BEGIN Source data

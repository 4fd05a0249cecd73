//! Declarative locator descriptors
//!
//! A [`Locator`] describes how to find a UI element without holding a live
//! handle; the resolver turns it into the corresponding Playwright locator
//! expression when a flow is compiled to a script. The variant set is closed:
//! adding a strategy forces the resolver match to be extended.

use serde::{Deserialize, Serialize};
use std::fmt;

/// How to find one UI element
#[derive(Debug, Clone, PartialEq, Eq, Serialize, Deserialize)]
#[serde(tag = "by", content = "value")]
pub enum Locator {
    /// ARIA role, optionally narrowed by accessible name
    #[serde(rename = "getByRole")]
    Role {
        role: String,
        #[serde(default, skip_serializing_if = "Option::is_none")]
        name: Option<String>,
    },

    /// Form-field label
    #[serde(rename = "getByLabel")]
    Label { text: String },

    /// Visible text content
    #[serde(rename = "getByText")]
    Text { text: String, exact: bool },

    /// Input placeholder
    #[serde(rename = "getByPlaceholder")]
    Placeholder { text: String },

    /// `title` attribute
    #[serde(rename = "getByTitle")]
    Title { text: String },

    /// Image alt text
    #[serde(rename = "getByAltText")]
    AltText { text: String },

    /// `data-testid` attribute
    #[serde(rename = "getByTestId")]
    TestId(String),

    /// Raw CSS selector, the fallback when no semantic handle exists
    #[serde(rename = "locator")]
    Css(String),
}

impl Locator {
    pub fn role(role: &str, name: &str) -> Self {
        Locator::Role {
            role: role.to_string(),
            name: Some(name.to_string()),
        }
    }

    pub fn label(text: &str) -> Self {
        Locator::Label {
            text: text.to_string(),
        }
    }

    pub fn text(text: &str) -> Self {
        Locator::Text {
            text: text.to_string(),
            exact: false,
        }
    }

    pub fn text_exact(text: &str) -> Self {
        Locator::Text {
            text: text.to_string(),
            exact: true,
        }
    }

    pub fn test_id(id: &str) -> Self {
        Locator::TestId(id.to_string())
    }

    pub fn css(selector: &str) -> Self {
        Locator::Css(selector.to_string())
    }

    /// Resolve the descriptor to a Playwright locator expression rooted at
    /// `page`.
    pub fn to_playwright(&self) -> String {
        match self {
            Locator::Role { role, name } => match name {
                Some(name) => format!(
                    "page.getByRole({}, {{ name: {} }})",
                    js_str(role),
                    js_str(name)
                ),
                None => format!("page.getByRole({})", js_str(role)),
            },
            Locator::Label { text } => {
                format!("page.getByLabel({}, {{ exact: false }})", js_str(text))
            }
            Locator::Text { text, exact } => {
                format!("page.getByText({}, {{ exact: {exact} }})", js_str(text))
            }
            Locator::Placeholder { text } => format!("page.getByPlaceholder({})", js_str(text)),
            Locator::Title { text } => format!("page.getByTitle({})", js_str(text)),
            Locator::AltText { text } => format!("page.getByAltText({})", js_str(text)),
            Locator::TestId(id) => format!("page.getByTestId({})", js_str(id)),
            Locator::Css(selector) => format!("page.locator({})", js_str(selector)),
        }
    }
}

impl fmt::Display for Locator {
    fn fmt(&self, f: &mut fmt::Formatter<'_>) -> fmt::Result {
        match self {
            Locator::Role { role, name: Some(name) } => write!(f, "role={role}[{name}]"),
            Locator::Role { role, name: None } => write!(f, "role={role}"),
            Locator::Label { text } => write!(f, "label={text}"),
            Locator::Text { text, .. } => write!(f, "text={text}"),
            Locator::Placeholder { text } => write!(f, "placeholder={text}"),
            Locator::Title { text } => write!(f, "title={text}"),
            Locator::AltText { text } => write!(f, "alt={text}"),
            Locator::TestId(id) => write!(f, "testid={id}"),
            Locator::Css(selector) => write!(f, "css={selector}"),
        }
    }
}

/// Quote a Rust string as a single-quoted JS string literal.
pub(crate) fn js_str(value: &str) -> String {
    let mut out = String::with_capacity(value.len() + 2);
    out.push('\'');
    for ch in value.chars() {
        match ch {
            '\\' => out.push_str("\\\\"),
            '\'' => out.push_str("\\'"),
            '\n' => out.push_str("\\n"),
            '\r' => out.push_str("\\r"),
            other => out.push(other),
        }
    }
    out.push('\'');
    out
}

#[cfg(test)]
mod tests {
    use super::*;
    use test_case::test_case;

    #[test_case(Locator::role("button", "Sign In"), "page.getByRole('button', { name: 'Sign In' })"; "role with name")]
    #[test_case(Locator::Role { role: "navigation".into(), name: None }, "page.getByRole('navigation')"; "bare role")]
    #[test_case(Locator::label("Username"), "page.getByLabel('Username', { exact: false })"; "label")]
    #[test_case(Locator::text("Manage realms"), "page.getByText('Manage realms', { exact: false })"; "text")]
    #[test_case(Locator::text_exact("nextcloud"), "page.getByText('nextcloud', { exact: true })"; "exact text")]
    #[test_case(Locator::Placeholder { text: "Enter email".into() }, "page.getByPlaceholder('Enter email')"; "placeholder")]
    #[test_case(Locator::test_id("nav-item-realms"), "page.getByTestId('nav-item-realms')"; "test id")]
    #[test_case(Locator::css("#username"), "page.locator('#username')"; "css")]
    fn resolves_to_playwright_expression(locator: Locator, expected: &str) {
        assert_eq!(locator.to_playwright(), expected);
    }

    #[test]
    fn js_str_escapes_quotes_and_backslashes() {
        assert_eq!(js_str("a'b"), r"'a\'b'");
        assert_eq!(js_str(r"a\d"), r"'a\\d'");
        assert_eq!(js_str("line\nbreak"), r"'line\nbreak'");
    }

    #[test]
    fn serde_shape_matches_descriptor_files() {
        let json = serde_json::to_value(Locator::test_id("nav-item-realms")).unwrap();
        assert_eq!(
            json,
            serde_json::json!({ "by": "getByTestId", "value": "nav-item-realms" })
        );

        let parsed: Locator = serde_json::from_value(serde_json::json!({
            "by": "getByText",
            "value": { "text": "Active apps", "exact": false }
        }))
        .unwrap();
        assert_eq!(parsed, Locator::text("Active apps"));
    }
}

END Source data

> _Exercise directions_
Set all the entries above down again exactly.

> _Answer box_
repository 4fd05a0249cecd73
//! Declarative locator descriptors
//!
//! A [`Locator`] describes how to find a UI element without holding a live
//! handle; the resolver turns it into the corresponding Playwright locator
//! expression when a flow is compiled to a script. The variant set is closed:
//! adding a strategy forces the resolver match to be extended.

use serde::{Deserialize, Serialize};
use std::fmt;

/// How to find one UI element
#[derive(Debug, Clone, PartialEq, Eq, Serialize, Deserialize)]
#[serde(tag = "by", content = "value")]
pub enum Locator {
    /// ARIA role, optionally narrowed by accessible name
    #[serde(rename = "getByRole")]
    Role {
        role: String,
        #[serde(default, skip_serializing_if = "Option::is_none")]
        name: Option<String>,
    },

    /// Form-field label
    #[serde(rename = "getByLabel")]
    Label { text: String },

    /// Visible text content
    #[serde(rename = "getByText")]
    Text { text: String, exact: bool },

    /// Input placeholder
    #[serde(rename = "getByPlaceholder")]
    Placeholder { text: String },

    /// `title` attribute
    #[serde(rename = "getByTitle")]
    Title { text: String },

    /// Image alt text
    #[serde(rename = "getByAltText")]
    AltText { text: String },

    /// `data-testid` attribute
    #[serde(rename = "getByTestId")]
    TestId(String),

    /// Raw CSS selector, the fallback when no semantic handle exists
    #[serde(rename = "locator")]
    Css(String),
}

impl Locator {
    pub fn role(role: &str, name: &str) -> Self {
        Locator::Role {
            role: role.to_string(),
            name: Some(name.to_string()),
        }
    }

    pub fn label(text: &str) -> Self {
        Locator::Label {
            text: text.to_string(),
        }
    }

    pub fn text(text: &str) -> Self {
        Locator::Text {
            text: text.to_string(),
            exact: false,
        }
    }

    pub fn text_exact(text: &str) -> Self {
        Locator::Text {
            text: text.to_string(),
            exact: true,
        }
    }

    pub fn test_id(id: &str) -> Self {
        Locator::TestId(id.to_string())
    }

    pub fn css(selector: &str) -> Self {
        Locator::Css(selector.to_string())
    }

    /// Resolve the descriptor to a Playwright locator expression rooted at
    /// `page`.
    pub fn to_playwright(&self) -> String {
        match self {
            Locator::Role { role, name } => match name {
                Some(name) => format!(
                    "page.getByRole({}, {{ name: {} }})",
                    js_str(role),
                    js_str(name)
                ),
                None => format!("page.getByRole({})", js_str(role)),
            },
            Locator::Label { text } => {
                format!("page.getByLabel({}, {{ exact: false }})", js_str(text))
            }
            Locator::Text { text, exact } => {
                format!("page.getByText({}, {{ exact: {exact} }})", js_str(text))
            }
            Locator::Placeholder { text } => format!("page.getByPlaceholder({})", js_str(text)),
            Locator::Title { text } => format!("page.getByTitle({})", js_str(text)),
            Locator::AltText { text } => format!("page.getByAltText({})", js_str(text)),
            Locator::TestId(id) => format!("page.getByTestId({})", js_str(id)),
            Locator::Css(selector) => format!("page.locator({})", js_str(selector)),
        }
    }
}

impl fmt::Display for Locator {
    fn fmt(&self, f: &mut fmt::Formatter<'_>) -> fmt::Result {
        match self {
            Locator::Role { role, name: Some(name) } => write!(f, "role={role}[{name}]"),
            Locator::Role { role, name: None } => write!(f, "role={role}"),
            Locator::Label { text } => write!(f, "label={text}"),
            Locator::Text { text, .. } => write!(f, "text={text}"),
            Locator::Placeholder { text } => write!(f, "placeholder={text}"),
            Locator::Title { text } => write!(f, "title={text}"),
            Locator::AltText { text } => write!(f, "alt={text}"),
            Locator::TestId(id) => write!(f, "testid={id}"),
            Locator::Css(selector) => write!(f, "css={selector}"),
        }
    }
}

/// Quote a Rust string as a single-quoted JS string literal.
pub(crate) fn js_str(value: &str) -> String {
    let mut out = String::with_capacity(value.len() + 2);
    out.push('\'');
    for ch in value.chars() {
        match ch {
            '\\' => out.push_str("\\\\"),
            '\'' => out.push_str("\\'"),
            '\n' => out.push_str("\\n"),
            '\r' => out.push_str("\\r"),
            other => out.push(other),
        }
    }
    out.push('\'');
    out
}

#[cfg(test)]
mod tests {
    use super::*;
    use test_case::test_case;

    #[test_case(Locator::role("button", "Sign In"), "page.getByRole('button', { name: 'Sign In' })"; "role with name")]
    #[test_case(Locator::Role { role: "navigation".into(), name: None }, "page.getByRole('navigation')"; "bare role")]
    #[test_case(Locator::label("Username"), "page.getByLabel('Username', { exact: false })"; "label")]
    #[test_case(Locator::text("Manage realms"), "page.getByText('Manage realms', { exact: false })"; "text")]
    #[test_case(Locator::text_exact("nextcloud"), "page.getByText('nextcloud', { exact: true })"; "exact text")]
    #[test_case(Locator::Placeholder { text: "Enter email".into() }, "page.getByPlaceholder('Enter email')"; "placeholder")]
    #[test_case(Locator::test_id("nav-item-realms"), "page.getByTestId('nav-item-realms')"; "test id")]
    #[test_case(Locator::css("#username"), "page.locator('#username')"; "css")]
    fn resolves_to_playwright_expression(locator: Locator, expected: &str) {
        assert_eq!(locator.to_playwright(), expected);
    }

    #[test]
    fn js_str_escapes_quotes_and_backslashes() {
        assert_eq!(js_str("a'b"), r"'a\'b'");
        assert_eq!(js_str(r"a\d"), r"'a\\d'");
        assert_eq!(js_str("line\nbreak"), r"'line\nbreak'");
    }

    #[test]
    fn serde_shape_matches_descriptor_files() {
        let json = serde_json::to_value(Locator::test_id("nav-item-realms")).unwrap();
        assert_eq!(
            json,
            serde_json::json!({ "by": "getByTestId", "value": "nav-item-realms" })
        );

        let parsed: Locator = serde_json::from_value(serde_json::json!({
            "by": "getByText",
            "value": { "text": "Active apps", "exact": false }
        }))
        .unwrap();
        assert_eq!(parsed, Locator::text("Active apps"));
    }
}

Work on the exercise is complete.